Notice the dollar sign ($) following the variable name Gender. The dollar sign following any variable name tells SAS that values for those variables are stored as character values. Without a dollar sign, SAS assumes values are numbers and should be stored as SAS numeric values.

Finally, the DATA step ends with a RUN statement. You will see later that, depending on what platform you are running your SAS program, RUN statements are not always necessary.

In Program 2.1 we placed a blank line between each step to make the program easier to read. Feel free to include blank lines whenever you wish to make the program more readable.
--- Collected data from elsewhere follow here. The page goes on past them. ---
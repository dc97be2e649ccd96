//! Decoder robustness: arbitrary bytes never panic, accepted input is canonical.

use ints2der::{
    decode_integer, decode_sequence, decode_sequence_with, encode_integer_to_vec, encode_sequence,
    LengthMode,
};
use proptest::prelude::*;

proptest! {
    #![proptest_config(ProptestConfig::with_cases(2000))]

    /// Property: whatever strict decoding accepts re-encodes to the same bytes.
    #[test]
    fn prop_strict_sequence_is_canonical(bytes in prop::collection::vec(any::<u8>(), 0..64)) {
        if let Ok(values) = decode_sequence(&bytes) {
            prop_assert_eq!(encode_sequence(&values), bytes);
        }
    }

    /// Property: whatever strict decoding accepts for one INTEGER re-encodes exactly.
    #[test]
    fn prop_strict_integer_is_canonical(bytes in prop::collection::vec(any::<u8>(), 0..12)) {
        if let Ok((value, consumed)) = decode_integer(&bytes, 0) {
            prop_assert!(consumed <= bytes.len());
            prop_assert_eq!(encode_integer_to_vec(value), &bytes[..consumed]);
        }
    }

    /// Property: lenient decoding accepts a superset of strict decoding.
    #[test]
    fn prop_lenient_superset(bytes in prop::collection::vec(any::<u8>(), 0..64)) {
        if let Ok(strict) = decode_sequence(&bytes) {
            prop_assert_eq!(decode_sequence_with(&bytes, LengthMode::Lenient), Ok(strict));
        }
    }

    /// Property: errors point inside the buffer or one past its end.
    #[test]
    fn prop_error_offset_in_bounds(bytes in prop::collection::vec(any::<u8>(), 0..64)) {
        if let Err(e) = decode_sequence_with(&bytes, LengthMode::Lenient) {
            prop_assert!(e.offset() <= bytes.len(), "{} for {:02X?}", e, bytes);
        }
    }

    /// Property: a valid encoding with a mutated byte never decodes to the
    /// same values with a different byte string.
    #[test]
    fn prop_mutation_detected(
        values in prop::collection::vec(any::<i64>(), 1..20),
        index in any::<prop::sample::Index>(),
        flip in 1u8..=255,
    ) {
        let mut der = encode_sequence(&values);
        let at = index.index(der.len());
        der[at] ^= flip;
        if let Ok(decoded) = decode_sequence(&der) {
            prop_assert_ne!(decoded, values);
        }
    }
}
There are several TITLE statements in this program. You will see this statement in many of the SAS programs in this book. As you may have guessed, the text following the keyword TITLE (placed in single or double quotes, or even no quotes—as long as the title doesn't contain any single quotes) is printed at the top of each page of SAS output. Statements such as the TITLE statement are called global statements. The term global refers to the fact that the operations these statements perform are not tied to one single DATA or PROC step. They affect the entire SAS environment. In addition, the operations performed by these global statements remain in effect until they are changed. For example, if you have a single TITLE statement in the beginning of your program, that title will head every page of output from that point on until you write a new TITLE statement. It is a good practice to place a TITLE statement before every procedure that produces output to make it easy for someone to read and understand the information on the page. If you exit your SAS session, your titles are all reset and you need to submit new TITLE statements if you want them to appear.

In all the output displayed in this book, the global option NOPROCTITLE was in effect. Without this option, all output from every procedure would contain text such as "The MEANS Procedure" before it prints your own title statements. The way to set this option is to submit the line:

ODS NoProcTitle;

PROC FREQ is one of the many built-in SAS procedures. As the name implies, this procedure counts frequencies of data values.
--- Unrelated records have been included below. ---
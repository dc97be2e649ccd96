// Copyright 2025-present Harīṣh Tummalachērla
// SPDX-License-Identifier: Apache-2.0

use std::fs;
use std::io::{self, Write};
use std::path::Path;

use anyhow::{Context, Result};
use clap::Parser;
use tracing::{debug, info, Level};
use tracing_subscriber::FmtSubscriber;

use ints2der::{decode_sequence_with, drain, run, walk_sequence, DerError, LengthMode, PipelineOptions};

mod cli;
use cli::{display, Cli, Commands};

/// Environment variable naming the log level explicitly (overrides `-v`)
const LOG_ENV: &str = "INTS2DER_LOG";

fn main() {
    let cli = Cli::parse();
    init_tracing(cli.verbose);

    let result = match cli.command {
        None => run_encode(false),
        Some(Commands::Encode { parallel }) => run_encode(parallel),
        Some(Commands::Inspect { file, lenient }) => run_inspect(file.as_deref(), lenient),
        Some(Commands::Decode { file, lenient }) => run_decode(file.as_deref(), lenient),
    };

    if let Err(e) = result {
        eprintln!("❌ {:#}", e);
        std::process::exit(1);
    }
}

/// Logs go to stderr; stdout carries nothing but output bytes.
fn init_tracing(verbosity: u8) {
    let level = std::env::var(LOG_ENV)
        .ok()
        .and_then(|v| v.parse::<Level>().ok())
        .unwrap_or(match verbosity {
            0 => Level::WARN,
            1 => Level::INFO,
            2 => Level::DEBUG,
            _ => Level::TRACE,
        });

    let subscriber = FmtSubscriber::builder()
        .with_max_level(level)
        .with_writer(io::stderr)
        .with_target(false)
        .finish();

    // Only fails if a subscriber is already installed
    let _ = tracing::subscriber::set_global_default(subscriber);
}

fn run_encode(parallel: bool) -> Result<()> {
    let stdin = io::stdin().lock();
    let stdout = io::stdout().lock();
    let written = run(stdin, stdout, PipelineOptions { parallel })
        .context("Failed to encode stdin to stdout")?;
    info!(bytes = written, parallel, "encode finished");
    Ok(())
}

fn read_der(file: Option<&Path>) -> Result<Vec<u8>> {
    match file {
        Some(path) => {
            fs::read(path).with_context(|| format!("Failed to read {}", path.display()))
        }
        None => drain(io::stdin().lock()).context("Failed to read stdin"),
    }
}

fn length_mode(lenient: bool) -> LengthMode {
    if lenient {
        LengthMode::Lenient
    } else {
        LengthMode::Strict
    }
}

/// Decode `bytes`, showing where it broke before handing the error up.
fn decode_or_report(bytes: &[u8], mode: LengthMode) -> Result<Vec<i64>> {
    decode_sequence_with(bytes, mode)
        .map_err(|e: DerError| {
            display::print_error_location(bytes, &e);
            e
        })
        .context("Input is not a DER SEQUENCE OF INTEGER")
}

fn run_inspect(file: Option<&Path>, lenient: bool) -> Result<()> {
    let bytes = read_der(file)?;
    let mode = length_mode(lenient);
    debug!(bytes = bytes.len(), ?mode, "inspecting");

    let values = decode_or_report(&bytes, mode)?;
    // Structure is valid once decoding succeeded
    let records = walk_sequence(&bytes, mode).context("Failed to walk SEQUENCE")?;

    let mut stdout = io::stdout().lock();
    display::print_inspect(&mut stdout, &bytes, &records, &values)
        .context("Failed to write to stdout")?;
    write_json(&mut stdout, &values)
}

fn run_decode(file: Option<&Path>, lenient: bool) -> Result<()> {
    let bytes = read_der(file)?;
    let values = decode_or_report(&bytes, length_mode(lenient))?;
    write_json(&mut io::stdout().lock(), &values)
}

/// One JSON array line; a closed stdout surfaces as an error, not a panic.
fn write_json<W: Write>(out: &mut W, values: &[i64]) -> Result<()> {
    let line = serde_json::to_string(values)?;
    writeln!(out, "{}", line).context("Failed to write to stdout")?;
    out.flush().context("Failed to flush stdout")
}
To tell this procedure which variables you want to include in your frequency counts, you add an additional statement—the TABLES (or TABLE) statement. Following the word TABLES, you list those variables for which you want frequency counts. You could actually omit a TABLES statement but, if you did, PROC FREQ would compute frequencies for every variable in your data set (including all the numeric variables).

PROC MEANS is another built-in SAS procedure that computes means (averages) as well as some other statistics such as the minimum and maximum value of each variable. A VAR (short for variables) statement supplies PROC MEANS with a list of analysis variables (which must be numeric) for which you want to compute these statistics. Without a VAR statement, PROC MEANS computes statistics on every numeric variable in your data set.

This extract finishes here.